Ana içeriğe atla

o gün



Zaman makinesinin icat edilmesini ilk o gün istedim.
Yağmurdan sonraydı... Toprağın kokusu yaşamıyordu burada. Özlemiştim; çıplak ayakla toprakta gezinmeyi, fesleğen kokusunun elime sinmesini... Bahçeli küçük evimizi, ailemin dağılmamış olduğu günleri, kendimi…

İki katlı yapıların bulunduğu, eski İstanbul mahallelerinden birindeydi evimiz. Orta halli bir ev işte; zamana ayak uydurmaktan özellikle kaçınan… Bahçe kapısına ve çitlere sarılmış asmalar; dut, erik, kiraz, şeftali, nar ağaçları; yediveren, kadife, reçellik gülleri; hüsnüyusuflar, aslanağzılar, papatyalar ve şimdi adını hatırlayamadığım bir dolu çiçeğin yanı başında, huzurla yaşadığımız yer… Kenara kurulmuş tahta salıncak, çardakta fokurdayan semaver ve mahalledeki çocukların oyuna karışmış sesleri… ve annesini işe yollamamak için her sabah ağlaya zırlaya mahallenin çıkışına kadar koşan küçük, sıska bir kız çocuğu…

Geçen zaman… Zamana karışmış sesler, yüzler, isimler… Eski bir fotoğrafın anımsattıkları gibi… Lakin fotoğraf yok, hiç, o yangından beri… Silmiştim, her şeyi… Oysa şimdi, unuttuğum ne varsa, hatırımda zehirli bir yılan gibi…

Zehirli bir yılan, evet, zehirli… Çünkü özlesem de, her aklıma geldiğinde acı acı bir şeyler akmaya başlıyor içimde, sanıyorum yüreğim zehirleniyor. Susuyorum. Gözlerimi kapatıp, düşünmemeye çalışıyorum, olmuyor, sanki o yılan hep içimde bir yerlerde, sinsi sinsi zamanını bekliyor; son ve en etkili zehrini salıvermek için.

Zaman çok çabuk geçti, anlayamadan büyüdüğümü. Kimdim, neredeydim? Sevdiklerime ne olmuştu? Neden yaşam bizi vurmuştu? Kuralı mı buydu yaşamın; önce her şey çok iyi, çok yolunda gidecek, elbette sorunlar yaşanacak, gereksiz, küçük, anlamsız ve çokça önemsenmeyen, monoton bile denilebilecek yaşantımıza… Sonra o gün gelecek; yıkım hazırlığı… Tüm işaretler bunu gösterecek, ama biz fark etmeyeceğiz, o alışılmış sorunlardan zannederek… Yıkım kapımıza dayandığındaysa, sırasıyla dizilmiş domino taşlarına olduğu gibi, önce biri hafifçe sallanacak, sonra düşecek, düşmeler birbirini takip edecek… Bazıları alkışlayacak, bazıları hayret nidaları çıkaracak, ama biz çökmüş olacağız, kimilerini de eğlendirerek…

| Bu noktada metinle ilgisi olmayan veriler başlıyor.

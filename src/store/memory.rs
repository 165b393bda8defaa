use anyhow::Result;

use super::{decode, decode_metadata, encode, DatasetStore};
use crate::types::{Dataset, DatasetMetadata};

/// Keeps the two encoded blobs in memory. Mostly for tests and embedding callers.
#[derive(Debug, Default, Clone)]
pub struct MemoryStore {
    draws: Option<Vec<u8>>,
    meta: Option<Vec<u8>>,
}

impl DatasetStore for MemoryStore {
    fn put(&mut self, dataset: &Dataset) -> Result<()> {
        let (draws, meta) = encode(dataset)?;
        self.draws = Some(draws);
        self.meta = Some(meta);
        Ok(())
    }

    fn get(&self) -> Result<Option<Dataset>> {
        Ok(match (&self.draws, &self.meta) {
            (Some(draws), Some(meta)) => decode(draws, meta),
            _ => None,
        })
    }

    fn metadata(&self) -> Result<Option<DatasetMetadata>> {
        Ok(self.meta.as_deref().and_then(decode_metadata))
    }

    fn delete(&mut self) -> Result<()> {
        self.draws = None;
        self.meta = None;
        Ok(())
    }

    fn size_bytes(&self) -> Result<u64> {
        Ok(match (&self.draws, &self.meta) {
            (Some(d), Some(m)) => (d.len() + m.len()) as u64,
            _ => 0,
        })
    }
}
//! Column-name vocabularies, kept as data so new export layouts only need new terms.
//!
//! All terms are matched lower-cased and by containment, so `"concurso"` also matches
//! `"Nº Concurso"`.

use anyhow::{Context, Result};
use serde::{Deserialize, Serialize};

use crate::types::NUMBERS_PER_DRAW;

/// Term lists per role. `Default` is empty; [`Vocabulary::builtin`] holds the known layouts.
#[derive(Debug, Clone, Default, PartialEq, Eq, Serialize, Deserialize)]
#[serde(default)]
pub struct Vocabulary {
    /// Header cells naming the contest id column.
    pub contest_id: Vec<String>,
    /// Header cells naming the draw date column.
    pub draw_date: Vec<String>,
    /// Header cells naming a single column holding all numbers.
    pub numbers_packed: Vec<String>,
    /// Bases that combine with an index 1..=6 into a discrete ball column (`bola 1`, `d1`).
    pub ball_prefixes: Vec<String>,
    /// Separators allowed between a multi-letter base and its index.
    pub ball_separators: Vec<String>,
    /// Header detection: a row mentioning one of these...
    pub header_contest: Vec<String>,
    /// ...and one of these is a header row.
    pub header_numbers: Vec<String>,
    /// Header detection: a row mentioning one of these is a header row on its own.
    pub header_date_phrases: Vec<String>,
}

fn terms(list: &[&str]) -> Vec<String> {
    list.iter().map(|s| s.to_string()).collect()
}

impl Vocabulary {
    pub fn builtin() -> Self {
        Self {
            contest_id: terms(&["concurso", "contest", "concursonumber"]),
            draw_date: terms(&["data", "date", "data do sorteio", "data sorteio"]),
            numbers_packed: terms(&["numbers", "dezenas", "bolas"]),
            ball_prefixes: terms(&["bola", "dezena", "b", "d"]),
            ball_separators: terms(&["", " ", "_", "-"]),
            header_contest: terms(&["concurso", "contest"]),
            header_numbers: terms(&["bola", "dezena", "number"]),
            header_date_phrases: terms(&["data do sorteio", "draw date"]),
        }
    }

    /// Append the terms of `other` that are not already known, lower-cased.
    pub fn extend(&mut self, other: Vocabulary) {
        fn merge(into: &mut Vec<String>, from: Vec<String>) {
            for term in from {
                let term = term.to_lowercase();
                if !into.contains(&term) {
                    into.push(term);
                }
            }
        }
        merge(&mut self.contest_id, other.contest_id);
        merge(&mut self.draw_date, other.draw_date);
        merge(&mut self.numbers_packed, other.numbers_packed);
        merge(&mut self.ball_prefixes, other.ball_prefixes);
        merge(&mut self.ball_separators, other.ball_separators);
        merge(&mut self.header_contest, other.header_contest);
        merge(&mut self.header_numbers, other.header_numbers);
        merge(&mut self.header_date_phrases, other.header_date_phrases);
    }

    /// Built-in terms extended by a YAML document of the same shape.
    pub fn from_yaml_str(yaml: &str) -> Result<Self> {
        let extra: Vocabulary = serde_yaml::from_str(yaml).context("parsing vocabulary YAML")?;
        let mut vocab = Self::builtin();
        vocab.extend(extra);
        Ok(vocab)
    }

    /// Header spellings probed for ball `index` (1-based).
    ///
    /// Single-letter bases only match glued to the index (`b1`); `d 1` would hit too much.
    pub fn ball_candidates(&self, index: usize) -> Vec<String> {
        debug_assert!((1..=NUMBERS_PER_DRAW).contains(&index));
        let mut out = Vec::new();
        for prefix in &self.ball_prefixes {
            if prefix.chars().count() == 1 {
                out.push(format!("{prefix}{index}"));
                continue;
            }
            for sep in &self.ball_separators {
                out.push(format!("{prefix}{sep}{index}"));
            }
        }
        out
    }
}
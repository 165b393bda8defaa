use crate::types::RawCell;

/// Trim whitespace and strip one pair of outer quotes if present.
pub fn clean_str(raw: &str) -> &str {
    let trimmed = raw.trim();
    if trimmed.len() >= 2 && trimmed.starts_with('"') && trimmed.ends_with('"') {
        trimmed[1..trimmed.len() - 1].trim()
    } else {
        trimmed
    }
}

/// Lower-cased, cleaned text of a header cell.
pub fn header_text(cell: &RawCell) -> String {
    clean_str(&cell.display()).to_lowercase()
}

/// Leading integer of `s`: optional sign then digits, anything after is ignored
/// (`"12"`, `" 07 "`, `"3.0"`, `"21º"`). `None` when no digit leads.
pub fn parse_leading_int(s: &str) -> Option<i64> {
    let s = clean_str(s);
    let (negative, digits) = match s.as_bytes().first() {
        Some(b'-') => (true, &s[1..]),
        Some(b'+') => (false, &s[1..]),
        _ => (false, s),
    };
    let end = digits
        .bytes()
        .position(|b| !b.is_ascii_digit())
        .unwrap_or(digits.len());
    if end == 0 {
        return None;
    }
    let value: i64 = digits[..end].parse().ok()?;
    Some(if negative { -value } else { value })
}

/// Integer value of a cell. Numeric cells are truncated toward zero.
pub fn cell_to_int(cell: &RawCell) -> Option<i64> {
    match cell {
        RawCell::Number(n) if n.is_finite() && n.abs() < 9.0e15 => Some(n.trunc() as i64),
        RawCell::Number(_) => None,
        RawCell::Text(s) => parse_leading_int(s),
        RawCell::Absent => None,
    }
}

/// Decode a packed numbers cell: a bracketed list (`[1, 2, 3]`) or a comma-separated one
/// (`1,2,3`). `None` when any element is not an integer.
pub fn parse_number_list(cell: &RawCell) -> Option<Vec<i64>> {
    match cell {
        RawCell::Text(s) => {
            let s = clean_str(s);
            if s.starts_with('[') && s.ends_with(']') {
                let values: Vec<serde_json::Value> = serde_json::from_str(s).ok()?;
                values.iter().map(json_int).collect()
            } else {
                s.split(',')
                    .map(|tok| clean_str(tok).parse::<i64>().ok())
                    .collect()
            }
        }
        RawCell::Number(_) => cell_to_int(cell).map(|n| vec![n]),
        RawCell::Absent => None,
    }
}

fn json_int(v: &serde_json::Value) -> Option<i64> {
    match v {
        serde_json::Value::Number(n) => match (n.as_i64(), n.as_f64()) {
            (Some(i), _) => Some(i),
            (None, Some(f)) if f.fract() == 0.0 && f.abs() < 9.0e15 => Some(f as i64),
            _ => None,
        },
        serde_json::Value::String(s) => clean_str(s).parse().ok(),
        _ => None,
    }
}
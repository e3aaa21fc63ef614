use criterion::{black_box, criterion_group, criterion_main, Criterion, Throughput};
use std::sync::mpsc::channel;
use std::thread;

use reflux::SpscQueue;

const MESSAGES: usize = 1_000_000;

fn bench_same_thread(c: &mut Criterion) {
    let mut group = c.benchmark_group("same_thread");
    group.throughput(Throughput::Elements(MESSAGES as u64));

    group.bench_function("reflux_warm_cache", |b| {
        let (mut tx, mut rx) = SpscQueue::<usize>::new().split();
        // Warm the node cache so the measured loop never allocates.
        for i in 0..64 {
            tx.push(i).unwrap();
        }
        while rx.pop().is_some() {}

        b.iter(|| {
            for i in 0..MESSAGES {
                tx.push(black_box(i)).unwrap();
                black_box(rx.pop());
            }
        });
    });

    group.finish();
}

fn bench_1p_1c(c: &mut Criterion) {
    let mut group = c.benchmark_group("1p_1c");
    group.throughput(Throughput::Elements(MESSAGES as u64));

    group.bench_function("reflux", |b| {
        b.iter(|| {
            let (mut tx, mut rx) = SpscQueue::<usize>::new().split();

            let producer = thread::spawn(move || {
                for i in 0..MESSAGES {
                    tx.push(black_box(i)).unwrap();
                }
            });

            let mut seen = 0;
            while seen < MESSAGES {
                if rx.pop().is_some() {
                    seen += 1;
                } else {
                    std::hint::spin_loop();
                }
            }

            producer.join().unwrap();
        });
    });

    group.bench_function("std_mpsc", |b| {
        b.iter(|| {
            let (tx, rx) = channel::<usize>();

            let producer = thread::spawn(move || {
                for i in 0..MESSAGES {
                    tx.send(black_box(i)).unwrap();
                }
            });

            for _ in 0..MESSAGES {
                rx.recv().unwrap();
            }

            producer.join().unwrap();
        });
    });

    group.finish();
}

criterion_group!(benches, bench_same_thread, bench_1p_1c);
criterion_main!(benches);
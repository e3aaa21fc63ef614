pub(crate) use self::inner::*;


#[cfg(not(all(test, loom)))]
mod inner {
    #![allow(dead_code)]

    pub(crate) mod sync {
        pub use alloc::sync::*;
        pub use core::sync::*;
    }

    /// The slice of [`loom::cell`]'s API this crate uses, backed by
    /// [`core::cell::UnsafeCell`] outside of loom runs.
    ///
    /// Routing every access to a role-owned pointer through `with` or
    /// `with_mut` is what lets loom check that the producer/consumer split
    /// is actually respected; in normal builds both compile down to a bare
    /// pointer access.
    pub(crate) mod cell {
        pub(crate) struct UnsafeCell<T>(core::cell::UnsafeCell<T>);

        impl<T> UnsafeCell<T> {
            pub(crate) const fn new(value: T) -> Self {
                Self(core::cell::UnsafeCell::new(value))
            }

            #[inline(always)]
            pub(crate) fn with<R>(&self, f: impl FnOnce(*const T) -> R) -> R {
                f(self.0.get())
            }

            #[inline(always)]
            pub(crate) fn with_mut<R>(&self, f: impl FnOnce(*mut T) -> R) -> R {
                f(self.0.get())
            }
        }
    }
}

İşte aynen böyle oldu. Fark etmedim. Bir sabah uyandım, yaşamıma dün gece bıraktığım yerden devam edeceğim sandım, lakin yanıldım.

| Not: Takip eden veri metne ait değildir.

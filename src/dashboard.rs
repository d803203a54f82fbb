use anyhow::{Context, Result};
use chrono::{Local, Utc};
use futures::stream::StreamExt;
use tracing::{error, info, warn};

use crate::api::{ApiClient, ApiError};
use crate::classify::Categories;
use crate::cli::FleetArgs;
use crate::config::Settings;
use crate::filter::{SortKey, SortOrder, filter_systems, sort_systems};
use crate::models::{CheckResult, CheckedSystem};
use crate::render::{render_check, render_details, render_overview, render_stats};
use crate::stats::{GlobalStats, UptimeSummary};
use crate::storage::{load_systems_cache, save_systems_cache};

/// Cached systems unless a reload is forced or nothing is cached yet.
pub(crate) async fn load_fleet(
    settings: &Settings,
    api: &ApiClient,
    reload: bool,
) -> Result<Vec<CheckedSystem>> {
    if !reload {
        match load_systems_cache(settings.cache_path.clone()).await {
            Ok(Some(systems)) if !systems.is_empty() => {
                info!(systems = systems.len(), "using cached systems");
                return Ok(systems);
            }
            Ok(_) => {}
            Err(e) => warn!(error = %e, "could not read systems cache"),
        }
    }

    let (systems, raw) = api
        .get_stats()
        .await
        .context("could not fetch the list of systems")?;
    info!(systems = systems.len(), "fetched systems from backend");

    if let Err(e) = save_systems_cache(settings.cache_path.clone(), raw).await {
        warn!(error = %e, "could not write systems cache");
    }

    Ok(systems)
}

pub(crate) async fn run_overview(
    settings: &Settings,
    api: &ApiClient,
    fleet: &FleetArgs,
    sort: SortKey,
    descending: bool,
) -> Result<()> {
    let systems = load_fleet(settings, api, fleet.reload).await?;
    let now = Utc::now();

    let mut view: Vec<&CheckedSystem> =
        filter_systems(&systems, fleet.keyword.as_deref()).collect();
    let order = if descending {
        SortOrder::Descending
    } else {
        SortOrder::Ascending
    };
    sort_systems(&mut view, sort, order);

    let categories = Categories::classify(
        view.iter().copied(),
        now,
        settings.thresholds.outdated_sync(),
    );

    if fleet.json {
        println!("{}", serde_json::to_string_pretty(&categories)?);
    } else {
        render_overview(&categories, now);
    }
    Ok(())
}

pub(crate) async fn run_stats(settings: &Settings, api: &ApiClient, fleet: &FleetArgs) -> Result<()> {
    let systems = load_fleet(settings, api, fleet.reload).await?;
    let now = Utc::now();
    let stats = GlobalStats::from_checked_systems(
        filter_systems(&systems, fleet.keyword.as_deref()),
        &settings.thresholds,
        now,
    );

    if fleet.json {
        println!("{}", serde_json::to_string_pretty(&stats)?);
    } else {
        render_stats(&stats);
    }
    Ok(())
}

pub(crate) async fn run_details(
    settings: &Settings,
    api: &ApiClient,
    system: u32,
    since: Option<chrono::NaiveDate>,
    until: Option<chrono::NaiveDate>,
) -> Result<()> {
    let until = until.unwrap_or_else(|| Local::now().date_naive());
    let since = match since {
        Some(since) => since,
        None => until
            .checked_sub_signed(settings.thresholds.details_span())
            .context("details span setting is too large")?,
    };

    if since > until {
        anyhow::bail!(
            "--since ({}) must be earlier than or equal to --until ({})",
            since,
            until
        );
    }

    let results = api
        .get_system_details(system, since, until)
        .await
        .with_context(|| format!("could not fetch details of system #{}", system))?;
    let summary = UptimeSummary::from_check_results(&results);
    render_details(system, &results, summary.as_ref());
    Ok(())
}

pub(crate) async fn run_checks(settings: &Settings, api: &ApiClient, systems: &[u32]) -> Result<()> {
    let tasks = systems.iter().copied().map(|system| async move {
        let outcome = api.check_system(system).await;
        (system, outcome)
    });
    let mut outcomes: Vec<(u32, Result<CheckResult, ApiError>)> = futures::stream::iter(tasks)
        .buffer_unordered(settings.max_concurrent_checks)
        .collect()
        .await;
    outcomes.sort_by_key(|(system, _)| *system);

    let mut failures = 0;
    for (system, outcome) in outcomes {
        match outcome {
            Ok(result) => render_check(system, &result),
            Err(ApiError::SessionExpired) => return Err(ApiError::SessionExpired.into()),
            Err(e) => {
                error!(system, error = %e, "check failed");
                failures += 1;
            }
        }
    }

    if failures == systems.len() {
        anyhow::bail!("no system could be checked");
    }
    Ok(())
}

#[cfg(test)]
mod tests {
    use super::*;
    use std::time::Duration;

    const CHECK: &str =
        r#"{"timestamp": "2024-06-01T10:00:00", "icmpRequest": true, "sshLogin": "success"}"#;

    fn settings_for(server: &mockito::ServerGuard, dir: &tempfile::TempDir) -> Settings {
        Settings {
            base_url: format!("{}/sysmon", server.url()),
            session_url: format!("{}/session", server.url()),
            cache_path: dir.path().join("systems.json").to_string_lossy().into_owned(),
            max_concurrent_checks: 2,
            ..Settings::default()
        }
    }

    fn client(settings: &Settings) -> ApiClient {
        ApiClient::new(settings, None)
            .unwrap()
            .with_retry_delay(Duration::ZERO)
    }

    fn ids(systems: &[CheckedSystem]) -> Vec<u32> {
        systems.iter().map(|s| s.id).collect()
    }

    #[tokio::test]
    async fn cached_fleet_is_used_without_fetching() {
        let mut server = mockito::Server::new_async().await;
        let dir = tempfile::tempdir().unwrap();
        let settings = settings_for(&server, &dir);
        save_systems_cache(settings.cache_path.clone(), r#"[{"id": 5}]"#.to_string())
            .await
            .unwrap();
        let mock = server
            .mock("GET", "/sysmon/stats")
            .expect(0)
            .create_async()
            .await;

        let systems = load_fleet(&settings, &client(&settings), false).await.unwrap();
        assert_eq!(ids(&systems), vec![5]);
        mock.assert_async().await;
    }

    #[tokio::test]
    async fn reload_fetches_and_rewrites_cache() {
        let mut server = mockito::Server::new_async().await;
        let dir = tempfile::tempdir().unwrap();
        let settings = settings_for(&server, &dir);
        save_systems_cache(settings.cache_path.clone(), r#"[{"id": 5}]"#.to_string())
            .await
            .unwrap();
        let mock = server
            .mock("GET", "/sysmon/stats")
            .with_status(200)
            .with_body(r#"[{"id": 6}, {"id": 7}]"#)
            .expect(1)
            .create_async()
            .await;

        let systems = load_fleet(&settings, &client(&settings), true).await.unwrap();
        assert_eq!(ids(&systems), vec![6, 7]);
        mock.assert_async().await;

        let cached = load_systems_cache(settings.cache_path.clone())
            .await
            .unwrap()
            .unwrap();
        assert_eq!(ids(&cached), vec![6, 7]);
    }

    #[tokio::test]
    async fn empty_or_missing_cache_falls_back_to_backend() {
        let mut server = mockito::Server::new_async().await;
        let dir = tempfile::tempdir().unwrap();
        let settings = settings_for(&server, &dir);
        let mock = server
            .mock("GET", "/sysmon/stats")
            .with_status(200)
            .with_body(r#"[{"id": 8}]"#)
            .expect(2)
            .create_async()
            .await;
        let api = client(&settings);

        // Nothing cached yet.
        assert_eq!(ids(&load_fleet(&settings, &api, false).await.unwrap()), vec![8]);

        save_systems_cache(settings.cache_path.clone(), "[]".to_string())
            .await
            .unwrap();
        assert_eq!(ids(&load_fleet(&settings, &api, false).await.unwrap()), vec![8]);
        mock.assert_async().await;
    }

    #[tokio::test]
    async fn checks_succeed_while_any_system_answers() {
        let mut server = mockito::Server::new_async().await;
        let dir = tempfile::tempdir().unwrap();
        let settings = settings_for(&server, &dir);
        let _ok = server
            .mock("GET", "/sysmon/check/1")
            .with_status(200)
            .with_body(CHECK)
            .create_async()
            .await;
        let _missing = server
            .mock("GET", "/sysmon/check/2")
            .with_status(404)
            .create_async()
            .await;

        run_checks(&settings, &client(&settings), &[1, 2]).await.unwrap();
    }

    #[tokio::test]
    async fn checks_fail_when_every_system_fails() {
        let mut server = mockito::Server::new_async().await;
        let dir = tempfile::tempdir().unwrap();
        let settings = settings_for(&server, &dir);
        let _missing = server
            .mock("GET", mockito::Matcher::Regex(r"^/sysmon/check/\d+$".to_string()))
            .with_status(404)
            .create_async()
            .await;

        assert!(run_checks(&settings, &client(&settings), &[1, 2]).await.is_err());
    }

    #[tokio::test]
    async fn expired_session_aborts_checks() {
        let mut server = mockito::Server::new_async().await;
        let dir = tempfile::tempdir().unwrap();
        let settings = settings_for(&server, &dir);
        let _ok = server
            .mock("GET", "/sysmon/check/1")
            .with_status(200)
            .with_body(CHECK)
            .create_async()
            .await;
        let _expired = server
            .mock("GET", "/sysmon/check/2")
            .with_status(401)
            .create_async()
            .await;

        let error = run_checks(&settings, &client(&settings), &[1, 2])
            .await
            .unwrap_err();
        assert!(matches!(
            error.downcast_ref::<ApiError>(),
            Some(ApiError::SessionExpired)
        ));
    }
}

O, hiç gitmez sanıyordum... Hep yanımda olacak, hep elimi tutacak, hep ben büyümemişim gibi saracak sanıyordum… Oysa gitti… O gün aniden. Doktorların bile engelleyemediği bir sebepten. Yapayalnız kaldım, o gitti. Çiçeğe durmuş kiraz ağaçları bile sonraları azaltamadı yalnızlığımı. Annem gitmişti… O erken gitmeyi severdi…

O gitti, o an sanki nefesim kesildi. Dünya durdu. Zihnimde yerlerine yapıştırılmayı bekleyen fotoğraflar uçuşmaya, gözlerim kararmaya başladı… Sanki gizlediğim yerlerden anılar toplanmışlar ve sanki yıllarca bu anı beklemişlerdi.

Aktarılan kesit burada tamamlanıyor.